The troubles in Paris just seem to be going on and on. After eleven straight days the riots themselves have claimed its first fatality. There’s no shortage of schadenfreude in liberal Britain or in some circles in Israel. But what is actually going on over there?France’s Ambassador to Ireland Frédéric Grasset gave a candid interview on Morning Ireland this morning (sound file). He suggested that there is a great deal of caution in the reporting of causes in France because of a fear of the political consequences arising. So far although the riots have centred on the Arabic suburbs of of Paris, AFP reports that there is no descernable religious element to the rioting itself. Indeed a Fatwa was declared against rioting on Sunday.
So is it to do with economics? Much of the anti government anger seems focused on Nicolas Sarkozy, the second generation French interior ministry. Unusually for a top French politician of any stripe, he did not attend the École nationale d’administration. Unusually too, he is an admirer of Tony Blair and is known to hanker after the freer Anglo Saxon economic model.
The Nation magazine is in no doubt that political complaicency lies at the bottom of the rioting:
Behind the facade of France’s democratic idealism – Liberte, Egalite and Fraternite – frustration among fast-growing ethnic minorities, which make up almost 10 per cent of the total population, over racism, unemployment and police harassment have been brewing for years, if not decades. Impoverished Muslims and North African immigrants and their children have become disillusioned by harsh social and economic realities, particularly structural factors that they feel have trapped them in a never-ending cycle of poverty and destitution.

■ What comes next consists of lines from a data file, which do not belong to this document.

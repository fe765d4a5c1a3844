//! Resolves a (metric, grouping) pair to the pieces of the one SQL
//! statement the engine runs: aggregate expression, join path, grouping
//! key, and the column an id filter applies to. The whole combinatorial
//! matrix lives here as data so it can be tested cell by cell.

use super::{GroupBy, Metric};

#[derive(Debug, Clone, Copy, PartialEq, Eq)]
pub struct QueryPlan {
    /// Aggregate expression over the base table's rows.
    pub aggregate: &'static str,
    /// FROM clause joining the base table up (or down) to everything the
    /// grouping and the owner scope need. `ws` is always bound.
    pub from_clause: &'static str,
    /// Column the results are grouped and ordered by; `None` collapses to
    /// a single "Total" row.
    pub group_key: Option<&'static str>,
    /// Column `filter_ids` applies to; `None` means the ids are ignored.
    pub filter_column: Option<&'static str>,
}

// Set-record metrics join upward to the session so the owner and date
// predicates always have `ws` to land on.
const SETS_BASE: &str = concat!(
    "FROM set_records sr",
    " JOIN logged_exercises le ON le.id = sr.logged_exercise_id",
    " JOIN workout_sessions ws ON ws.id = le.session_id",
);

const SETS_TO_EXERCISE: &str = concat!(
    "FROM set_records sr",
    " JOIN logged_exercises le ON le.id = sr.logged_exercise_id",
    " JOIN workout_sessions ws ON ws.id = le.session_id",
    " JOIN exercises e ON e.id = le.exercise_id",
);

const SETS_TO_MUSCLE_GROUP: &str = concat!(
    "FROM set_records sr",
    " JOIN logged_exercises le ON le.id = sr.logged_exercise_id",
    " JOIN workout_sessions ws ON ws.id = le.session_id",
    " JOIN exercises e ON e.id = le.exercise_id",
    " JOIN exercise_muscle_groups em ON em.exercise_id = e.id",
    " JOIN muscle_groups mg ON mg.id = em.muscle_group_id",
);

// FREQUENCY starts from sessions and joins downward only as far as the
// grouping entity. The association fan-out is why it counts DISTINCT
// session ids.
const SESSIONS_BASE: &str = "FROM workout_sessions ws";

const SESSIONS_TO_EXERCISE: &str = concat!(
    "FROM workout_sessions ws",
    " JOIN logged_exercises le ON le.session_id = ws.id",
    " JOIN exercises e ON e.id = le.exercise_id",
);

const SESSIONS_TO_MUSCLE_GROUP: &str = concat!(
    "FROM workout_sessions ws",
    " JOIN logged_exercises le ON le.session_id = ws.id",
    " JOIN exercises e ON e.id = le.exercise_id",
    " JOIN exercise_muscle_groups em ON em.exercise_id = e.id",
    " JOIN muscle_groups mg ON mg.id = em.muscle_group_id",
);

/// Total over every metric/grouping combination; there are no illegal
/// pairs.
pub fn resolve(metric: Metric, group_by: Option<GroupBy>) -> QueryPlan {
    let aggregate = match metric {
        Metric::Volume => "SUM(sr.weight * sr.reps)",
        Metric::MaxWeight => "MAX(sr.weight)",
        Metric::TotalReps => "SUM(sr.reps)",
        Metric::TotalSets => "COUNT(sr.id)",
        Metric::Frequency => "COUNT(DISTINCT ws.id)",
    };

    let from_clause = match (metric, group_by) {
        (Metric::Frequency, Some(GroupBy::MuscleGroup)) => SESSIONS_TO_MUSCLE_GROUP,
        (Metric::Frequency, Some(GroupBy::Exercise)) => SESSIONS_TO_EXERCISE,
        (Metric::Frequency, _) => SESSIONS_BASE,
        (_, Some(GroupBy::MuscleGroup)) => SETS_TO_MUSCLE_GROUP,
        (_, Some(GroupBy::Exercise)) => SETS_TO_EXERCISE,
        (_, _) => SETS_BASE,
    };

    let group_key = group_by.map(|group_by| match group_by {
        GroupBy::MuscleGroup => "mg.name",
        GroupBy::Exercise => "e.name",
        GroupBy::WorkoutTemplate => "ws.name",
        GroupBy::Date => "ws.date",
    });

    let filter_column = match group_by {
        Some(GroupBy::MuscleGroup) => Some("mg.id"),
        Some(GroupBy::Exercise) => Some("e.id"),
        _ => None,
    };

    QueryPlan {
        aggregate,
        from_clause,
        group_key,
        filter_column,
    }
}

#[cfg(test)]
mod tests {
    use super::*;

    fn groupings() -> Vec<Option<GroupBy>> {
        let mut all: Vec<Option<GroupBy>> = GroupBy::ALL.into_iter().map(Some).collect();
        all.push(None);
        all
    }

    #[test]
    fn frequency_reads_from_sessions_everything_else_from_sets() {
        for metric in Metric::ALL {
            for group_by in groupings() {
                let plan = resolve(metric, group_by);
                if metric == Metric::Frequency {
                    assert!(plan.from_clause.starts_with("FROM workout_sessions ws"));
                } else {
                    assert!(plan.from_clause.starts_with("FROM set_records sr"));
                }
            }
        }
    }

    #[test]
    fn every_plan_can_scope_to_the_owner() {
        for metric in Metric::ALL {
            for group_by in groupings() {
                let plan = resolve(metric, group_by);
                assert!(
                    plan.from_clause.contains("workout_sessions ws"),
                    "{metric:?}/{group_by:?} cannot reach ws.user_id"
                );
            }
        }
    }

    #[test]
    fn aggregates_match_metric() {
        assert_eq!(
            resolve(Metric::Volume, Some(GroupBy::Exercise)).aggregate,
            "SUM(sr.weight * sr.reps)"
        );
        assert_eq!(
            resolve(Metric::MaxWeight, Some(GroupBy::Date)).aggregate,
            "MAX(sr.weight)"
        );
        assert_eq!(
            resolve(Metric::TotalReps, None).aggregate,
            "SUM(sr.reps)"
        );
        assert_eq!(
            resolve(Metric::TotalSets, Some(GroupBy::MuscleGroup)).aggregate,
            "COUNT(sr.id)"
        );
        assert_eq!(
            resolve(Metric::Frequency, Some(GroupBy::Date)).aggregate,
            "COUNT(DISTINCT ws.id)"
        );
    }

    #[test]
    fn group_keys_follow_the_dimension() {
        for metric in Metric::ALL {
            assert_eq!(
                resolve(metric, Some(GroupBy::MuscleGroup)).group_key,
                Some("mg.name")
            );
            assert_eq!(
                resolve(metric, Some(GroupBy::Exercise)).group_key,
                Some("e.name")
            );
            assert_eq!(
                resolve(metric, Some(GroupBy::WorkoutTemplate)).group_key,
                Some("ws.name")
            );
            assert_eq!(resolve(metric, Some(GroupBy::Date)).group_key, Some("ws.date"));
            assert_eq!(resolve(metric, None).group_key, None);
        }
    }

    #[test]
    fn only_entity_groupings_are_filterable() {
        for metric in Metric::ALL {
            assert_eq!(
                resolve(metric, Some(GroupBy::MuscleGroup)).filter_column,
                Some("mg.id")
            );
            assert_eq!(
                resolve(metric, Some(GroupBy::Exercise)).filter_column,
                Some("e.id")
            );
            assert_eq!(resolve(metric, Some(GroupBy::WorkoutTemplate)).filter_column, None);
            assert_eq!(resolve(metric, Some(GroupBy::Date)).filter_column, None);
            assert_eq!(resolve(metric, None).filter_column, None);
        }
    }

    #[test]
    fn join_paths_stop_at_the_grouping_entity() {
        let plan = resolve(Metric::Frequency, Some(GroupBy::Date));
        assert_eq!(plan.from_clause, "FROM workout_sessions ws");

        let plan = resolve(Metric::Frequency, Some(GroupBy::Exercise));
        assert!(plan.from_clause.contains("exercises e"));
        assert!(!plan.from_clause.contains("muscle_groups"));

        let plan = resolve(Metric::Volume, Some(GroupBy::WorkoutTemplate));
        assert!(!plan.from_clause.contains("exercises e"));

        let plan = resolve(Metric::Volume, Some(GroupBy::MuscleGroup));
        assert!(plan.from_clause.contains("muscle_groups mg"));
    }
}
//! Analytics aggregation over the workout log store.
//!
//! A caller builds an [`AnalyticsRequest`] (which metric, grouped along
//! which dimension, over which date range), the planner resolves it to a
//! single aggregation query, and the result comes back as an ordered list
//! of [`AnalyticsDataPoint`]s. The requesting user is never part of the
//! request payload; it is passed separately by the authenticated caller and
//! every query is scoped to it.

mod engine;
mod plan;

pub use engine::get_analytics_data;

use chrono::NaiveDate;
use serde::{Deserialize, Serialize};
use std::fmt;
use std::str::FromStr;
use thiserror::Error;

/// Rejection for a request that names an unknown metric or dimension.
/// Only reachable through stringly inputs (stored widgets, the CLI); typed
/// callers cannot construct an invalid combination.
#[derive(Debug, Error, Clone, PartialEq, Eq)]
pub enum RequestError {
    #[error("unknown metric: {0}")]
    UnknownMetric(String),
    #[error("unknown group-by dimension: {0}")]
    UnknownGroupBy(String),
}

/// What to aggregate. The variant picks both the aggregate function and the
/// base table the query reads from: FREQUENCY counts distinct sessions,
/// everything else reduces over set records.
#[derive(Debug, Clone, Copy, PartialEq, Eq, Hash, Serialize, Deserialize)]
#[serde(rename_all = "snake_case")]
pub enum Metric {
    Volume,
    MaxWeight,
    TotalReps,
    TotalSets,
    Frequency,
}

impl Metric {
    pub const ALL: [Metric; 5] = [
        Metric::Volume,
        Metric::MaxWeight,
        Metric::TotalReps,
        Metric::TotalSets,
        Metric::Frequency,
    ];

    pub fn as_str(self) -> &'static str {
        match self {
            Metric::Volume => "volume",
            Metric::MaxWeight => "max_weight",
            Metric::TotalReps => "total_reps",
            Metric::TotalSets => "total_sets",
            Metric::Frequency => "frequency",
        }
    }
}

impl fmt::Display for Metric {
    fn fmt(&self, f: &mut fmt::Formatter<'_>) -> fmt::Result {
        f.write_str(self.as_str())
    }
}

impl FromStr for Metric {
    type Err = RequestError;

    fn from_str(s: &str) -> Result<Self, Self::Err> {
        Metric::ALL
            .into_iter()
            .find(|m| m.as_str() == s)
            .ok_or_else(|| RequestError::UnknownMetric(s.to_string()))
    }
}

/// The grouping dimension. MUSCLE_GROUP fans a set out to every muscle
/// group its exercise is tagged with; WORKOUT_TEMPLATE groups by the
/// session's free-text name.
#[derive(Debug, Clone, Copy, PartialEq, Eq, Hash, Serialize, Deserialize)]
#[serde(rename_all = "snake_case")]
pub enum GroupBy {
    MuscleGroup,
    Exercise,
    WorkoutTemplate,
    Date,
}

impl GroupBy {
    pub const ALL: [GroupBy; 4] = [
        GroupBy::MuscleGroup,
        GroupBy::Exercise,
        GroupBy::WorkoutTemplate,
        GroupBy::Date,
    ];

    pub fn as_str(self) -> &'static str {
        match self {
            GroupBy::MuscleGroup => "muscle_group",
            GroupBy::Exercise => "exercise",
            GroupBy::WorkoutTemplate => "workout_template",
            GroupBy::Date => "date",
        }
    }
}

impl fmt::Display for GroupBy {
    fn fmt(&self, f: &mut fmt::Formatter<'_>) -> fmt::Result {
        f.write_str(self.as_str())
    }
}

impl FromStr for GroupBy {
    type Err = RequestError;

    fn from_str(s: &str) -> Result<Self, Self::Err> {
        GroupBy::ALL
            .into_iter()
            .find(|g| g.as_str() == s)
            .ok_or_else(|| RequestError::UnknownGroupBy(s.to_string()))
    }
}

/// One analytics query. `group_by: None` is the defensive ungrouped case
/// and collapses to a single "Total" point. `filter_ids` restricts to
/// specific muscle groups or exercises depending on the grouping; it is
/// ignored for WORKOUT_TEMPLATE and DATE, which have no filterable entity.
#[derive(Debug, Clone, Serialize, Deserialize)]
pub struct AnalyticsRequest {
    pub metric: Metric,
    #[serde(default)]
    pub group_by: Option<GroupBy>,
    /// Inclusive lower bound on the session date.
    #[serde(default)]
    pub start_date: Option<NaiveDate>,
    /// Inclusive upper bound on the session date.
    #[serde(default)]
    pub end_date: Option<NaiveDate>,
    #[serde(default)]
    pub filter_ids: Vec<i64>,
}

/// One grouped result point. `value` is never null; an aggregate over zero
/// rows comes back as 0.0. `date` is set (to the same string as `label`)
/// only when grouping by DATE.
#[derive(Debug, Clone, PartialEq, Serialize, Deserialize)]
pub struct AnalyticsDataPoint {
    pub label: String,
    pub value: f64,
    pub date: Option<String>,
}

#[cfg(test)]
mod tests {
    use super::*;

    #[test]
    fn metric_names_round_trip() {
        for metric in Metric::ALL {
            assert_eq!(metric.as_str().parse::<Metric>(), Ok(metric));
        }
        assert_eq!(
            "cadence".parse::<Metric>(),
            Err(RequestError::UnknownMetric("cadence".to_string()))
        );
    }

    #[test]
    fn group_by_names_round_trip() {
        for group_by in GroupBy::ALL {
            assert_eq!(group_by.as_str().parse::<GroupBy>(), Ok(group_by));
        }
        assert_eq!(
            "workout".parse::<GroupBy>(),
            Err(RequestError::UnknownGroupBy("workout".to_string()))
        );
    }

    #[test]
    fn request_deserializes_with_defaults() {
        let request: AnalyticsRequest =
            serde_json::from_str(r#"{"metric": "max_weight", "group_by": "exercise"}"#).unwrap();
        assert_eq!(request.metric, Metric::MaxWeight);
        assert_eq!(request.group_by, Some(GroupBy::Exercise));
        assert_eq!(request.start_date, None);
        assert_eq!(request.end_date, None);
        assert!(request.filter_ids.is_empty());
    }
}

Such factors include attempts by France to protect its own particular brand of welfare state at the expense of new entrants to the job market, particularly those belonging to ethnic minority groups, who tend to be poorly educated and low-skilled and therefore less employable. Relegating poor minorities to the outer suburbs hardly make fermenting problems go away, as the current violence has shown.
Rioting provides a way for these second-class citizens to protest a system they feel is keeping them down. No country in the world can lay claim to a harmonious race-relations model that has worked in the past, continues to work today and will work in the future without regular adjustments and overhauls. The process to correct the injustices may be long and fraught with obstacles, but the time to start is now. And the most crucial first step is the restoration of law and order.
It’s worth noting this short thought note on how the left and right tend to box all manner of events into their own pre-set grand narrative.
Richard Delevan, in his new column in yesterday’s Sunday Tribune warns against smugness elsewhere, least of all in Ireland. In the wake of the race riots in LA in 1992, he quotes a report in the Chicago Sun Times: “The consensus of French pundits that something on the scale of the Los Angeles could not happen here, mainly because France is a more humane, less racist place with a much stronger committment to social welfare programs”.
He goes on to note Michael McDowell’s recent speech when he suggested that Ireland could not afford to have a second generation immigrant population that grows up institutionally disaffected from the police force, “we have to plan for this, rather than ending up with a largely white, native force policing migrant communities who don’t feel any bond with the police force”.